The process of learning how to mother her wasn’t intuitive. Before me, there had been other important people in her life. I was now their substitute, and it made her angry. Some nights after I put her to bed, I questioned why I had ever taken this route to motherhood in the first place. I still wanted to become a constant person in her life. She needed me, and I stopped thinking about my own emotions and focused on her feelings. I learned to stop being fearful, and love her even if the possibility existed that she would not be my forever daughter. Two years later, our relationship is thriving.
A few months ago, I gave birth to my son Oliver. Throughout the pregnancy, I wondered what the dynamic would be like between my foster and biological child.

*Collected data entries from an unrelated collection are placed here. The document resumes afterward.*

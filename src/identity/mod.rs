// Identity module
//
// Resolves the caller identity behind a set of credentials and checks it
// against what the pipeline expects.

pub mod sts;
pub mod types;
pub mod validator;

// Re-export commonly used types
pub use sts::{StsIdentityLookup, StsLookupConfig};
pub use types::{Identity, IdentityLookup, LookupError, PrincipalKind};
pub use validator::{IdentityValidator, DEFAULT_CHAINED_SESSION_MARKER};
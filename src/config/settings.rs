// Settings loading
//
// Settings come from an optional TOML file, then environment variables. The
// environment wins for retry and log settings. For the credentials file,
// region and STS endpoint it only fills in what the file leaves unset.

use anyhow::{Context, Result};
use std::env;
use std::path::{Path, PathBuf};
use tokio::fs as async_fs;

use super::types::{EnvVars, LogLevel, Settings};

impl Settings {
    /// Load settings from `path` (if given) and apply environment overrides.
    ///
    /// Returns the settings together with a message for every environment
    /// override that was ignored. Loading usually happens before logging is
    /// set up, so reporting them is left to the caller.
    pub async fn load(path: Option<&Path>) -> Result<(Self, Vec<String>)> {
        let mut settings = match path {
            Some(path) => Self::load_file(path).await?,
            None => Self::default(),
        };

        let ignored = settings.apply_overrides(|key| env::var(key).ok());
        Ok((settings, ignored))
    }

    async fn load_file(path: &Path) -> Result<Self> {
        tracing::debug!("Loading settings from: {:?}", path);

        let content = async_fs::read_to_string(path)
            .await
            .with_context(|| format!("Failed to read settings file {:?}", path))?;

        toml::from_str(&content).with_context(|| format!("Failed to parse settings file {:?}", path))
    }

    /// Apply overrides looked up through `get`. Returns a message for each
    /// value that could not be used.
    pub fn apply_overrides<G>(&mut self, get: G) -> Vec<String>
    where
        G: Fn(&str) -> Option<String>,
    {
        let mut ignored = Vec::new();

        if let Some(max_retries) = get(EnvVars::MAX_RETRIES) {
            match max_retries.trim().parse::<u32>() {
                Ok(value) if value > 0 => self.retry.options.max_attempts = value,
                _ => ignored.push(format!(
                    "Ignoring invalid {}={:?}: expected a positive integer",
                    EnvVars::MAX_RETRIES,
                    max_retries
                )),
            }
        }

        if let Some(disable) = get(EnvVars::DISABLE_RETRY) {
            if is_truthy(&disable) {
                self.retry.enabled = false;
            }
        }

        if let Some(log_level) = get(EnvVars::LOG_LEVEL) {
            match log_level.parse::<LogLevel>() {
                Ok(level) => self.log_level = level,
                Err(e) => ignored.push(format!("Ignoring {}: {}", EnvVars::LOG_LEVEL, e)),
            }
        }

        if self.validation.endpoint_url.is_none() {
            self.validation.endpoint_url = get(EnvVars::STS_ENDPOINT).filter(|u| !u.is_empty());
        }

        if self.validation.region.is_none() {
            self.validation.region = get(EnvVars::REGION).filter(|r| !r.is_empty());
        }

        if self.credentials_file.is_none() {
            self.credentials_file = get(EnvVars::SHARED_CREDENTIALS_FILE)
                .filter(|f| !f.is_empty())
                .map(PathBuf::from);
        }

        ignored
    }
}

fn is_truthy(value: &str) -> bool {
    matches!(
        value.trim().to_lowercase().as_str(),
        "1" | "true" | "yes" | "on"
    )
}
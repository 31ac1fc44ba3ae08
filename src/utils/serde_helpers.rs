// Serde helper modules for custom serialization/deserialization
//
// Settings files express delays in whole milliseconds; these modules map them
// onto std::time::Duration.

/// Module for serializing Duration as milliseconds
/// Use with #[serde(with = "crate::utils::duration_millis")]
pub mod duration_millis {
    use serde::{Deserialize, Deserializer, Serializer};
    use std::time::Duration;

    pub fn serialize<S>(duration: &Duration, serializer: S) -> Result<S::Ok, S::Error>
    where
        S: Serializer,
    {
        serializer.serialize_u64(duration.as_millis() as u64)
    }

    pub fn deserialize<'de, D>(deserializer: D) -> Result<Duration, D::Error>
    where
        D: Deserializer<'de>,
    {
        let millis = u64::deserialize(deserializer)?;
        Ok(Duration::from_millis(millis))
    }
}

/// Module for serializing Optional Duration as milliseconds
/// Use with #[serde(with = "crate::utils::optional_duration_millis")]
pub mod optional_duration_millis {
    use serde::{Deserialize, Deserializer, Serializer};
    use std::time::Duration;

    pub fn serialize<S>(duration: &Option<Duration>, serializer: S) -> Result<S::Ok, S::Error>
    where
        S: Serializer,
    {
        match duration {
            Some(d) => serializer.serialize_some(&(d.as_millis() as u64)),
            None => serializer.serialize_none(),
        }
    }

    pub fn deserialize<'de, D>(deserializer: D) -> Result<Option<Duration>, D::Error>
    where
        D: Deserializer<'de>,
    {
        let millis_opt = Option::<u64>::deserialize(deserializer)?;
        Ok(millis_opt.map(Duration::from_millis))
    }
}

The day after Oliver was born, he met his sister for the first time. She tiptoed into the hospital room wearing a homemade crown that said Big Sister. She gave him a kiss, barely grazing his forehead. I had never seen a bigger smile on her face. When they are in a room together, his eyes follow her everywhere. She calls him “My Oliver.”
One day when I came to pick her up from preschool, she handed me a binder. Inside, were pictures of each child’s family.
“Look Mama. Look at my family,” she said.
I looked closely at the photograph. It was a picture of the four of us, taken a week after Oliver was born. My tears blurred the faces smiling back at me.